/---

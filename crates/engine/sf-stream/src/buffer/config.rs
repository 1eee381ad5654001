//! Buffering configuration.

use serde::{Deserialize, Serialize};
use sf_error::{Result, StreamError};

/// Default prefetch window size.
pub const DEFAULT_BUFFER_SIZE: usize = 4;

/// Configuration for the bounded-concurrency buffering engine.
///
/// Buffering overlaps up to `size` pending upstream pulls, pipelining slow
/// per-value asynchronous work instead of serializing it. The window size
/// is the only tunable: larger windows keep more work in flight at the
/// cost of memory and of delivery order drifting further from source
/// order.
#[derive(Debug, Clone, Serialize, Deserialize)]
pub struct BufferConfig {
    /// Number of upstream pulls kept in flight (default: 4).
    ///
    /// Must be at least 1; a window of 1 degenerates to sequential pulling
    /// and preserves source order exactly.
    #[serde(default = "default_size")]
    pub size: usize,
}

fn default_size() -> usize {
    DEFAULT_BUFFER_SIZE
}

impl Default for BufferConfig {
    fn default() -> Self {
        Self {
            size: default_size(),
        }
    }
}

impl BufferConfig {
    /// Create a new buffer configuration with defaults.
    pub fn new() -> Self {
        Self::default()
    }

    /// Set the prefetch window size.
    pub fn with_size(mut self, size: usize) -> Self {
        self.size = size;
        self
    }

    /// Validate the configuration.
    pub fn validate(&self) -> Result<()> {
        if self.size == 0 {
            return Err(StreamError::Config(
                "buffer size must be at least 1".to_string(),
            ));
        }
        Ok(())
    }
}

\---

● WORK ITEM: Write out the records. Leave nothing out and change nothing.

● RESPONSE TO THIS EXERCISE:
filename crates/engine/sf-stream/src/buffer/config.rs
repository 1eee381ad5654001
//! Buffering configuration.

use serde::{Deserialize, Serialize};
use sf_error::{Result, StreamError};

/// Default prefetch window size.
pub const DEFAULT_BUFFER_SIZE: usize = 4;

/// Configuration for the bounded-concurrency buffering engine.
///
/// Buffering overlaps up to `size` pending upstream pulls, pipelining slow
/// per-value asynchronous work instead of serializing it. The window size
/// is the only tunable: larger windows keep more work in flight at the
/// cost of memory and of delivery order drifting further from source
/// order.
#[derive(Debug, Clone, Serialize, Deserialize)]
pub struct BufferConfig {
    /// Number of upstream pulls kept in flight (default: 4).
    ///
    /// Must be at least 1; a window of 1 degenerates to sequential pulling
    /// and preserves source order exactly.
    #[serde(default = "default_size")]
    pub size: usize,
}

fn default_size() -> usize {
    DEFAULT_BUFFER_SIZE
}

impl Default for BufferConfig {
    fn default() -> Self {
        Self {
            size: default_size(),
        }
    }
}

impl BufferConfig {
    /// Create a new buffer configuration with defaults.
    pub fn new() -> Self {
        Self::default()
    }

    /// Set the prefetch window size.
    pub fn with_size(mut self, size: usize) -> Self {
        self.size = size;
        self
    }

    /// Validate the configuration.
    pub fn validate(&self) -> Result<()> {
        if self.size == 0 {
            return Err(StreamError::Config(
                "buffer size must be at least 1".to_string(),
            ));
        }
        Ok(())
    }
}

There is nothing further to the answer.